You may be a strong believer in military intervention in Iraq. You might be convinced that Saddam Hussein will never cooperate with weapons inspectors and is committed to playing a giant shell game across his country's 168,000 square miles. And you may be sure that the people of Iraq would be much better off when their dictatorial leader is forced out.
Still, these last few weeks probably have given you some pause.
The Bush administration has gone back and forth on the need for a second UN resolution advocating force. It now sits in the pro-resolution camp, but how to phrase that resolution will be tricky. Meanwhile, Turkey has suddenly realized its real estate value is rising and has decided to relist its property at a slightly increased price. There's only one bidder, but he seems hooked. And last week it was reported the Bush administration is planning to send an American civilian to run Iraq's provisional government. The candidates for this position are diplomats or former governors. What utility infielders are to baseball, former governors are to the White House. You can never have too many of them; they're the fallback position for any and all holes that open.
Of course, one could argue that a lot of these problems couldn't be avoided. Aside from the governmental changes in Turkey, that country is still upset about economic hardship it suffered after the Gulf War in 1991 and was bound to up its price. Somebody has to lead in Iraq after the war, why not John Engler, who ran Michigan for 12 years? And the UN is in large part being held up by the French, who are, after all, French - eager as ever to point out problems, except when it involves themselves.
But the difficulties with our Iraq policy didn't appear overnight. In truth, the administration's problems go back to the first two years of its term. From the beginning, President Bush made it clear that he'd do whatever he wanted, regardless of what the world community thought.
When the Bush White House ignored the Kyoto global warming treaty, it didn't just take a pass on it, it turned its back on the world and offered no legitimate alternative. When the Bush team announced it was withdrawing from the Anti-Ballistic Missile Treaty, it didn't gauge international opinion or even discuss the move with allies.
At the time, the White House figured it could go it alone. The world was a different place then. But Bush, who is a champion of folksy maxims (or at least close approximations of them), should know that what comes around goes around.
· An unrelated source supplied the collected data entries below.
//! In-process SLMP PLC simulator
//!
//! Serves 3E and 4E binary frames over TCP or UDP against a [`DeviceMemory`].
//! It answers every command the client issues and supports failure injection
//! (forced end codes, delayed responses, dropped requests) so continuity
//! behaviour can be exercised without a real PLC.

use std::collections::HashMap;
use std::io::{self, Cursor};
use std::net::SocketAddr;
use std::sync::atomic::{AtomicBool, AtomicU32, AtomicU64, Ordering};
use std::sync::{Arc, Mutex, RwLock};
use std::time::{Duration, Instant};

use byteorder::{LittleEndian, ReadBytesExt};
use log::{debug, error, info, warn};
use tokio::io::AsyncWriteExt;
use tokio::net::{TcpListener, TcpStream, UdpSocket};
use tokio::sync::broadcast;

use crate::config::TransportKind;
use crate::connection::MonitorRegistration;
use crate::device::{DeviceAddress, DeviceCode, DeviceRanges};
use crate::dword::combine_words;
use crate::error::{SlmpError, SlmpResult};
use crate::protocol::{
    end_code, payload, subcommand, Command, FrameVersion, RequestFrame, ResponseFrame, MAX_BIT_POINTS,
    MAX_BLOCKS, MAX_MEMORY_WORDS, MAX_RANDOM_POINTS, MAX_WORD_POINTS,
};

/// Largest datagram accepted by the UDP listener
const MAX_DATAGRAM: usize = 8192;

/// Device storage for the simulator
///
/// Bit devices store points, word devices store 16-bit values. Word access to
/// a bit device packs 16 points LSB first. Unset devices read as zero.
#[derive(Debug, Clone, Default)]
pub struct DeviceMemory {
    bits: Arc<RwLock<HashMap<(DeviceCode, u32), bool>>>,
    words: Arc<RwLock<HashMap<(DeviceCode, u32), u16>>>,
    buffer: Arc<RwLock<HashMap<u32, u16>>>,
}

impl DeviceMemory {
    pub fn new() -> Self {
        Self::default()
    }

    pub fn read_bits(&self, device: DeviceCode, address: u32, count: usize) -> Vec<bool> {
        let bits = self.bits.read().unwrap_or_else(|e| e.into_inner());
        (0..count as u32)
            .map(|i| bits.get(&(device, address + i)).copied().unwrap_or(false))
            .collect()
    }

    pub fn write_bits(&self, device: DeviceCode, address: u32, values: &[bool]) {
        let mut bits = self.bits.write().unwrap_or_else(|e| e.into_inner());
        for (i, &value) in values.iter().enumerate() {
            bits.insert((device, address + i as u32), value);
        }
    }

    pub fn read_words(&self, device: DeviceCode, address: u32, count: usize) -> Vec<u16> {
        if device.is_bit_device() {
            return payload::bits_to_words(&self.read_bits(device, address, count * 16));
        }
        let words = self.words.read().unwrap_or_else(|e| e.into_inner());
        (0..count as u32)
            .map(|i| words.get(&(device, address + i)).copied().unwrap_or(0))
            .collect()
    }

    pub fn write_words(&self, device: DeviceCode, address: u32, values: &[u16]) {
        if device.is_bit_device() {
            self.write_bits(device, address, &payload::words_to_bits(values));
            return;
        }
        let mut words = self.words.write().unwrap_or_else(|e| e.into_inner());
        for (i, &value) in values.iter().enumerate() {
            words.insert((device, address + i as u32), value);
        }
    }

    /// Low word at `address`, high word at `address + 1`
    pub fn read_dword(&self, device: DeviceCode, address: u32) -> u32 {
        let words = self.read_words(device, address, 2);
        combine_words(words[0], words[1])
    }

    pub fn write_dword(&self, device: DeviceCode, address: u32, value: u32) {
        self.write_words(device, address, &[(value & 0xFFFF) as u16, (value >> 16) as u16]);
    }

    pub fn read_buffer(&self, address: u32, words: usize) -> Vec<u16> {
        let buffer = self.buffer.read().unwrap_or_else(|e| e.into_inner());
        (0..words as u32)
            .map(|i| buffer.get(&(address + i)).copied().unwrap_or(0))
            .collect()
    }

    pub fn write_buffer(&self, address: u32, values: &[u16]) {
        let mut buffer = self.buffer.write().unwrap_or_else(|e| e.into_inner());
        for (i, &value) in values.iter().enumerate() {
            buffer.insert(address + i as u32, value);
        }
    }

    /// Forget every stored value
    pub fn clear(&self) {
        self.bits.write().unwrap_or_else(|e| e.into_inner()).clear();
        self.words.write().unwrap_or_else(|e| e.into_inner()).clear();
        self.buffer.write().unwrap_or_else(|e| e.into_inner()).clear();
    }

    pub fn get_stats(&self) -> MemoryStats {
        MemoryStats {
            bit_points: self.bits.read().map(|b| b.len()).unwrap_or(0),
            word_points: self.words.read().map(|w| w.len()).unwrap_or(0),
            buffer_words: self.buffer.read().map(|b| b.len()).unwrap_or(0),
        }
    }
}

/// Number of stored points per area
#[derive(Debug, Clone, Copy, Default, PartialEq, Eq)]
pub struct MemoryStats {
    pub bit_points: usize,
    pub word_points: usize,
    pub buffer_words: usize,
}

/// Simulator configuration
#[derive(Debug, Clone)]
pub struct SimulatorConfig {
    /// Use port 0 to let the OS pick one; see [`PlcSimulator::local_addr`]
    pub bind_address: SocketAddr,
    pub transport: TransportKind,
    /// Model name reported by Read Type Name (at most 16 characters)
    pub model: String,
    pub model_code: u16,
    pub device_ranges: DeviceRanges,
}

impl Default for SimulatorConfig {
    fn default() -> Self {
        Self {
            bind_address: SocketAddr::from(([127, 0, 0, 1], 5000)),
            transport: TransportKind::Tcp,
            model: "Q03UDVCPU".to_string(),
            model_code: 0x0366,
            device_ranges: DeviceRanges::default(),
        }
    }
}

/// Simulator counters
#[derive(Debug, Clone, Default)]
pub struct SimulatorStats {
    pub connections_count: u64,
    pub total_requests: u64,
    pub error_responses: u64,
    pub dropped_requests: u64,
    pub bytes_received: u64,
    pub bytes_sent: u64,
    pub uptime_seconds: u64,
    pub memory: MemoryStats,
}

#[derive(Debug, Default)]
struct Counters {
    connections: AtomicU64,
    requests: AtomicU64,
    error_responses: AtomicU64,
    dropped: AtomicU64,
    bytes_received: AtomicU64,
    bytes_sent: AtomicU64,
}

/// Failure injection switches
#[derive(Debug, Default)]
struct Faults {
    forced_end_code: Mutex<Option<u16>>,
    delay_ms: AtomicU64,
    drop_next: AtomicU32,
    /// `f32` bits of the random failure probability
    error_rate: AtomicU32,
}

/// State shared by every connection of one simulator
#[derive(Clone)]
struct Shared {
    memory: DeviceMemory,
    ranges: DeviceRanges,
    model: String,
    model_code: u16,
    faults: Arc<Faults>,
    counters: Arc<Counters>,
}

/// SLMP PLC simulator
pub struct PlcSimulator {
    config: SimulatorConfig,
    shared: Shared,
    shutdown_tx: Option<broadcast::Sender<()>>,
    running: Arc<AtomicBool>,
    local_addr: Option<SocketAddr>,
    start_time: Option<Instant>,
}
If you spend a few years ignoring your friends, you shouldn't expect them to rush to your aid when you need them.
And make no mistake, we need them now. Even those who support "regime change" have to acknowledge we're talking about something new and different. We're considering a preemptive strike against a sovereign nation. This isn't the kind of thing a country should do on its own. Going it alone threatens to do more harm to the US's already shaky international image. It has already had its effects.
Turkey's sudden interest in cashing in on the situation probably has as much to do with the knowledge that the international community isn't behind the US as it does with money. Turkey knows there is no stigma to holding up the US for a couple extra billion while protesters are marching and the UN questions what the US is doing.
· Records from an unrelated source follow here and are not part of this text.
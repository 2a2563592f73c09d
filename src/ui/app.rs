use crate::config::AppConfig;
use crate::game::{GameState, GameStatus, MoveError, Player, COLS};
use crossterm::event::{self, Event, KeyCode, KeyEvent};
use ratatui::{backend::Backend, Terminal};
use std::io;
use std::time::Duration;

pub struct App {
    game_state: GameState,
    starting_player: Player,
    selected_column: usize,
    initial_column: usize,
    poll_interval: Duration,
    should_quit: bool,
    message: Option<String>,
}

impl App {
    pub fn new(config: &AppConfig) -> Self {
        App {
            game_state: GameState::new(config.starting_player()),
            starting_player: config.starting_player(),
            selected_column: config.ui.initial_column,
            initial_column: config.ui.initial_column,
            poll_interval: Duration::from_millis(config.ui.poll_interval_ms),
            should_quit: false,
            message: None,
        }
    }

    /// Main application loop
    pub fn run<B: Backend>(&mut self, terminal: &mut Terminal<B>) -> io::Result<()> {
        loop {
            terminal.draw(|f| self.render(f))?;

            if self.should_quit {
                break;
            }

            self.handle_events()?;
        }
        Ok(())
    }

    /// Handle keyboard events
    fn handle_events(&mut self) -> io::Result<()> {
        if event::poll(self.poll_interval)? {
            if let Event::Key(key) = event::read()? {
                self.handle_key(key);
            }
        }
        Ok(())
    }

    /// Handle key press
    fn handle_key(&mut self, key: KeyEvent) {
        // Clear message on any key press
        self.message = None;

        match key.code {
            KeyCode::Char('q') | KeyCode::Esc => {
                self.should_quit = true;
            }
            KeyCode::Left => {
                if self.selected_column > 0 {
                    self.selected_column -= 1;
                }
            }
            KeyCode::Right => {
                if self.selected_column < COLS - 1 {
                    self.selected_column += 1;
                }
            }
            KeyCode::Enter | KeyCode::Char(' ') => {
                self.drop_piece();
            }
            // Digit keys drop straight into that column, like clicking a
            // column top.
            KeyCode::Char(c @ '1'..='7') => {
                self.selected_column = c as usize - '1' as usize;
                self.drop_piece();
            }
            KeyCode::Char('r') => {
                // Reset game, keeping the configured starting player
                self.game_state = GameState::new(self.starting_player);
                self.selected_column = self.initial_column;
                self.message = Some("New game started!".to_string());
            }
            _ => {}
        }
    }

    /// Drop piece in selected column
    fn drop_piece(&mut self) {
        match self.game_state.apply_move(self.selected_column) {
            Ok(placement) => {
                // Check if game just ended
                match placement.status {
                    GameStatus::Won(player) => {
                        self.message = Some(format!("{} wins!", player.name()));
                    }
                    GameStatus::Tied => {
                        self.message = Some("The game is a tie!".to_string());
                    }
                    GameStatus::InProgress => {}
                }
            }
            Err(MoveError::ColumnFull) => {
                self.message = Some("Column is full!".to_string());
            }
            Err(MoveError::InvalidColumn) => {
                self.message = Some("Invalid column!".to_string());
            }
            Err(MoveError::GameOver) => {
                self.message = Some("Game over! Press 'r' to restart.".to_string());
            }
        }
    }

    /// Render the UI
    fn render(&self, frame: &mut ratatui::Frame) {
        super::game_view::render(frame, &self.game_state, self.selected_column, &self.message);
    }
}
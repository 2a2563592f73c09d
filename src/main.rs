use std::io;
use std::path::PathBuf;

use anyhow::{Context, Result};
use clap::Parser;
use connect_four::config::AppConfig;
use connect_four::ui::App;
use crossterm::{
    execute,
    terminal::{disable_raw_mode, enable_raw_mode, EnterAlternateScreen, LeaveAlternateScreen},
};
use ratatui::{backend::CrosstermBackend, Terminal};
use tracing::info;
use tracing_subscriber::EnvFilter;

/// Play Connect Four in the terminal.
#[derive(Parser)]
#[command(name = "connect_four", about = "Two-player Connect Four in the terminal")]
struct Cli {
    /// Path to TOML configuration file
    #[arg(long, default_value = "config.toml")]
    config: PathBuf,
}

fn main() -> Result<()> {
    let cli = Cli::parse();

    // Silent unless RUST_LOG is set, so the TUI stays clean.
    tracing_subscriber::fmt()
        .with_env_filter(EnvFilter::from_default_env())
        .init();

    let config = AppConfig::load_or_default(&cli.config)
        .with_context(|| format!("loading config from {}", cli.config.display()))?;
    info!("starting Connect Four");

    run(&config)?;
    Ok(())
}

fn run(config: &AppConfig) -> io::Result<()> {
    // Setup terminal
    enable_raw_mode()?;
    let mut stdout = io::stdout();
    execute!(stdout, EnterAlternateScreen)?;
    let backend = CrosstermBackend::new(stdout);
    let mut terminal = Terminal::new(backend)?;

    // Create app and run
    let mut app = App::new(config);
    let res = app.run(&mut terminal);

    // Restore terminal — always runs, even on error
    let _ = disable_raw_mode();
    let _ = execute!(terminal.backend_mut(), LeaveAlternateScreen);
    let _ = terminal.show_cursor();

    res
}
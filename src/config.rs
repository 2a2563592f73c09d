use std::path::Path;

use crate::error::ConfigError;
use crate::game::{Player, COLS};

/// Top-level application configuration, loadable from TOML.
#[derive(Debug, Clone, serde::Serialize, serde::Deserialize)]
#[serde(default)]
pub struct AppConfig {
    pub game: GameConfig,
    pub ui: UiConfig,
}

#[derive(Debug, Clone, serde::Serialize, serde::Deserialize)]
#[serde(default)]
pub struct GameConfig {
    /// Which player moves first: "player1" or "player2"
    pub starting_player: String,
}

#[derive(Debug, Clone, serde::Serialize, serde::Deserialize)]
#[serde(default)]
pub struct UiConfig {
    /// Keyboard poll interval in milliseconds
    pub poll_interval_ms: u64,
    /// Column the selector starts on (0-based)
    pub initial_column: usize,
}

impl Default for AppConfig {
    fn default() -> Self {
        AppConfig {
            game: GameConfig::default(),
            ui: UiConfig::default(),
        }
    }
}

impl Default for GameConfig {
    fn default() -> Self {
        GameConfig {
            starting_player: "player1".to_string(),
        }
    }
}

impl Default for UiConfig {
    fn default() -> Self {
        UiConfig {
            poll_interval_ms: 100,
            initial_column: 3,
        }
    }
}

impl AppConfig {
    /// Load configuration from a TOML file.
    pub fn load(path: &Path) -> Result<Self, ConfigError> {
        let content = std::fs::read_to_string(path).map_err(|e| ConfigError::FileRead {
            path: path.to_path_buf(),
            source: e,
        })?;
        let config: AppConfig = toml::from_str(&content)?;
        config.validate()?;
        Ok(config)
    }

    /// Load configuration from a TOML file, falling back to defaults if the file
    /// does not exist.
    pub fn load_or_default(path: &Path) -> Result<Self, ConfigError> {
        if path.exists() {
            Self::load(path)
        } else {
            eprintln!(
                "Warning: config file '{}' not found, using defaults",
                path.display()
            );
            Ok(Self::default())
        }
    }

    /// Validate configuration values.
    pub fn validate(&self) -> Result<(), ConfigError> {
        match self.game.starting_player.as_str() {
            "player1" | "player2" => {}
            other => {
                return Err(ConfigError::Validation(format!(
                    "game.starting_player must be 'player1' or 'player2', got '{other}'"
                )));
            }
        }
        if self.ui.poll_interval_ms == 0 {
            return Err(ConfigError::Validation(
                "ui.poll_interval_ms must be > 0".into(),
            ));
        }
        if self.ui.initial_column >= COLS {
            return Err(ConfigError::Validation(format!(
                "ui.initial_column must be < {COLS}"
            )));
        }

        Ok(())
    }

    /// The configured starting player. Call after `validate`.
    pub fn starting_player(&self) -> Player {
        match self.game.starting_player.as_str() {
            "player2" => Player::Two,
            _ => Player::One,
        }
    }

    /// Generate a TOML string with all default values (useful for creating
    /// example config files).
    pub fn default_toml() -> String {
        toml::to_string_pretty(&AppConfig::default()).expect("default config serializes")
    }
}

#[cfg(test)]
mod tests {
    use super::*;
    use std::io::Write;

    #[test]
    fn test_default_config_is_valid() {
        let config = AppConfig::default();
        config.validate().expect("default config should be valid");
        assert_eq!(config.starting_player(), Player::One);
    }

    #[test]
    fn test_partial_toml_uses_defaults() {
        let toml_str = r#"
[game]
starting_player = "player2"
"#;
        let config: AppConfig = toml::from_str(toml_str).unwrap();
        assert_eq!(config.starting_player(), Player::Two);
        // Other fields should be defaults
        assert_eq!(config.ui.poll_interval_ms, 100);
        assert_eq!(config.ui.initial_column, 3);
    }

    #[test]
    fn test_empty_toml_uses_all_defaults() {
        let config: AppConfig = toml::from_str("").unwrap();
        let default = AppConfig::default();
        assert_eq!(config.game.starting_player, default.game.starting_player);
        assert_eq!(config.ui.poll_interval_ms, default.ui.poll_interval_ms);
    }

    #[test]
    fn test_validation_rejects_unknown_starting_player() {
        let mut config = AppConfig::default();
        config.game.starting_player = "red".to_string();
        assert!(config.validate().is_err());
    }

    #[test]
    fn test_validation_rejects_zero_poll_interval() {
        let mut config = AppConfig::default();
        config.ui.poll_interval_ms = 0;
        assert!(config.validate().is_err());
    }

    #[test]
    fn test_validation_rejects_initial_column_out_of_range() {
        let mut config = AppConfig::default();
        config.ui.initial_column = COLS;
        assert!(config.validate().is_err());
    }

    #[test]
    fn test_load_or_default_missing_file() {
        let config = AppConfig::load_or_default(Path::new("nonexistent_config.toml")).unwrap();
        assert_eq!(config.ui.poll_interval_ms, 100);
    }

    #[test]
    fn test_load_from_file() {
        let dir = tempfile::tempdir().unwrap();
        let path = dir.path().join("test_config.toml");
        let mut f = std::fs::File::create(&path).unwrap();
        writeln!(
            f,
            r#"
[ui]
poll_interval_ms = 250
"#
        )
        .unwrap();

        let config = AppConfig::load(&path).unwrap();
        assert_eq!(config.ui.poll_interval_ms, 250);
        // Others are defaults
        assert_eq!(config.game.starting_player, "player1");
    }

    #[test]
    fn test_load_rejects_invalid_file() {
        let dir = tempfile::tempdir().unwrap();
        let path = dir.path().join("bad_config.toml");
        std::fs::write(&path, "[ui]\npoll_interval_ms = 0\n").unwrap();
        assert!(AppConfig::load(&path).is_err());
    }

    #[test]
    fn test_default_toml_roundtrips() {
        let toml_str = AppConfig::default_toml();
        let config: AppConfig = toml::from_str(&toml_str).unwrap();
        config.validate().expect("roundtripped config should be valid");
    }
}
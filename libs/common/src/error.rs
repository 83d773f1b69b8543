//! Custom error types for the common library
//!
//! This module defines the failure taxonomy for the TMDB upstream client.
//! Every failure is surfaced immediately to the caller; no retries or
//! backoff happen at this layer.

use thiserror::Error;

/// Custom error type for upstream (TMDB) operations
#[derive(Error, Debug)]
pub enum UpstreamError {
    /// Upstream did not respond within the configured deadline
    #[error("TMDB request timed out: {0}")]
    Timeout(#[source] reqwest::Error),

    /// Connection-level failure reaching upstream
    #[error("Error connecting to TMDB: {0}")]
    Unreachable(#[source] reqwest::Error),

    /// Upstream answered with a non-200 status
    #[error("TMDB error: {message}")]
    Status { status: u16, message: String },

    /// Upstream answered 200 but the body was not parseable JSON
    #[error("Invalid JSON from TMDB: {0}")]
    MalformedBody(#[source] reqwest::Error),

    /// Client configuration error
    #[error("TMDB client configuration error: {0}")]
    Configuration(#[source] reqwest::Error),
}

/// Type alias for Result with UpstreamError
pub type UpstreamResult<T> = Result<T, UpstreamError>;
Similarly, the administration's plans for a "provisional government" after Hussein look suspiciously like its plans for filling the slot of, say, Homeland Security chief because the president knows we may go into Iraq without UN backing. What qualifications does a former governor have for the job of running a country that will probably be war-ravaged and starving? Most likely not many.
But we don't want a US representative wearing a uniform with stars on his shoulders. It might send the wrong message. And because there is much work to be done on the next Iraqi government (this shouldn't be a US-dominated exercise if it is going to have world respect) this person, whoever it is, may be there for a while.
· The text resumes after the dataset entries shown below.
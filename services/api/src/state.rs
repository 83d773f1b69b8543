//! Application state shared across handlers

use std::sync::Arc;

use common::config::Settings;
use common::tmdb::TmdbClient;

use crate::jwt::TokenService;
use crate::stores::{FavoritesStore, UserStore};

/// Application state shared across handlers
///
/// Everything here is a cheap handle: the stores and the TMDB client are
/// constructed once in `main` and cloned per request by axum.
#[derive(Clone)]
pub struct AppState {
    pub settings: Arc<Settings>,
    pub tmdb: TmdbClient,
    pub tokens: TokenService,
    pub users: UserStore,
    pub favorites: FavoritesStore,
}
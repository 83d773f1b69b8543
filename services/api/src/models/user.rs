//! User model and auth request/response payloads

use chrono::{DateTime, Utc};
use serde::{Deserialize, Serialize};

/// User entity, owned exclusively by the user store
///
/// Records are created on signup or demo-seed and never mutated or deleted
/// for the lifetime of the process.
#[derive(Debug, Clone, PartialEq, Eq)]
pub struct User {
    pub id: u64,
    pub username: String,
    pub email: String,
    pub password_hash: String,
    pub birthday: Option<String>,
    pub created_at: DateTime<Utc>,
}

/// Public user projection; never carries the password hash
#[derive(Debug, Clone, Serialize, Deserialize)]
pub struct UserView {
    pub id: u64,
    pub username: String,
    pub email: String,
    pub birthday: Option<String>,
}

impl From<&User> for UserView {
    fn from(user: &User) -> Self {
        UserView {
            id: user.id,
            username: user.username.clone(),
            email: user.email.clone(),
            birthday: user.birthday.clone(),
        }
    }
}

/// Request for user registration
#[derive(Debug, Deserialize)]
pub struct SignupRequest {
    pub username: String,
    pub email: String,
    pub password: String,
    pub birthday: Option<String>,
}

/// Request for user login
#[derive(Debug, Deserialize)]
pub struct LoginRequest {
    pub email: String,
    pub password: String,
}

/// Response shape shared by signup and login
#[derive(Debug, Serialize)]
pub struct AuthResponse {
    pub success: bool,
    pub message: String,
    pub user: Option<UserView>,
    pub token: Option<String>,
}

impl AuthResponse {
    pub fn granted(message: &str, user: UserView, token: String) -> Self {
        AuthResponse {
            success: true,
            message: message.to_string(),
            user: Some(user),
            token: Some(token),
        }
    }

    pub fn denied(message: &str) -> Self {
        AuthResponse {
            success: false,
            message: message.to_string(),
            user: None,
            token: None,
        }
    }
}
//! In-memory user store with a secondary email index

use std::collections::HashMap;
use std::sync::Arc;

use chrono::Utc;
use parking_lot::RwLock;
use sha2::{Digest, Sha256};
use thiserror::Error;
use tracing::info;

use crate::models::User;

/// New user payload accepted by signup and demo seeding
#[derive(Debug, Clone)]
pub struct NewUser {
    pub username: String,
    pub email: String,
    pub password: String,
    pub birthday: Option<String>,
}

/// Signup failure, returned as data and answered with `success: false`
#[derive(Error, Debug, PartialEq, Eq)]
pub enum SignupError {
    #[error("Email already registered")]
    EmailTaken,
}

#[derive(Debug)]
struct UserTable {
    users: HashMap<u64, User>,
    email_index: HashMap<String, u64>,
    next_id: u64,
}

impl Default for UserTable {
    fn default() -> Self {
        UserTable {
            users: HashMap::new(),
            email_index: HashMap::new(),
            next_id: 1,
        }
    }
}

/// In-memory user store
///
/// Every mutation takes the write lock for its whole critical section, so
/// id allocation, record insert, and email indexing happen atomically with
/// respect to concurrent signups.
#[derive(Debug, Clone, Default)]
pub struct UserStore {
    inner: Arc<RwLock<UserTable>>,
}

impl UserStore {
    /// Create an empty store
    pub fn new() -> Self {
        Self::default()
    }

    /// Register a new user
    ///
    /// Fails with [`SignupError::EmailTaken`] when the email is already
    /// indexed; the existing record is left untouched.
    pub fn signup(&self, new_user: NewUser) -> Result<User, SignupError> {
        let mut table = self.inner.write();
        if table.email_index.contains_key(&new_user.email) {
            return Err(SignupError::EmailTaken);
        }

        let user = insert_user(&mut table, new_user);
        info!("Created user {} ({})", user.id, user.username);
        Ok(user)
    }

    /// Check credentials and return the matching user
    ///
    /// `None` covers both an unknown email and a wrong password; callers
    /// must answer both with the same message so neither case leaks.
    pub fn login(&self, email: &str, password: &str) -> Option<User> {
        let table = self.inner.read();
        let id = table.email_index.get(email)?;
        let user = table.users.get(id)?;

        if user.password_hash == hash_password(password) {
            Some(user.clone())
        } else {
            None
        }
    }

    /// Whether a user id resolves to a record
    pub fn contains(&self, id: u64) -> bool {
        self.inner.read().users.contains_key(&id)
    }

    /// Look up a user by id
    pub fn get(&self, id: u64) -> Option<User> {
        self.inner.read().users.get(&id).cloned()
    }

    /// Create the demo account if it does not exist yet
    ///
    /// Idempotent: an already-registered email returns the existing record
    /// unchanged. Called once at startup.
    pub fn seed_demo(&self, username: &str, email: &str, password: &str) -> User {
        let mut table = self.inner.write();
        if let Some(id) = table.email_index.get(email).copied() {
            if let Some(existing) = table.users.get(&id) {
                return existing.clone();
            }
        }

        let user = insert_user(
            &mut table,
            NewUser {
                username: username.to_string(),
                email: email.to_string(),
                password: password.to_string(),
                birthday: None,
            },
        );
        info!("Seeded demo user {} ({})", user.id, user.username);
        user
    }
}

fn insert_user(table: &mut UserTable, new_user: NewUser) -> User {
    let id = table.next_id;
    table.next_id += 1;

    let user = User {
        id,
        username: new_user.username,
        email: new_user.email.clone(),
        password_hash: hash_password(&new_user.password),
        birthday: new_user.birthday,
        created_at: Utc::now(),
    };

    table.users.insert(id, user.clone());
    table.email_index.insert(new_user.email, id);
    user
}

/// Unsalted SHA-256 hex digest.
///
/// Kept deliberately compatible with the legacy hashes this service
/// inherits; swapping in a salted slow hash would invalidate existing
/// credentials and is tracked as a separate migration.
pub fn hash_password(password: &str) -> String {
    let mut hasher = Sha256::new();
    hasher.update(password.as_bytes());
    format!("{:x}", hasher.finalize())
}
This doesn't mean that our allies are blameless. NATO's reluctance to defend Turkey was the low point of this affair. But when France and Germany say they aren't sure they want to support us, the best response probably isn't to say we don't care because they're "old Europe" as Defense Secretary Donald Rumsfeld did.
The real question on Iraq is how imminent is the threat it poses? Nuclear weapons are frightening and there is little doubt Hussein wants them, but there has been little proof that he is close to getting them. And since there is little doubt that Iraqi officials will not comply with weapons inspections, as they haven't in the past, why not let them continue until they fail? At that point, even the world's biggest doubters will be hard-pressed to argue that Iraq is forthcoming. Turkey may be more receptive. And the former governors? The administration will find something for them to do.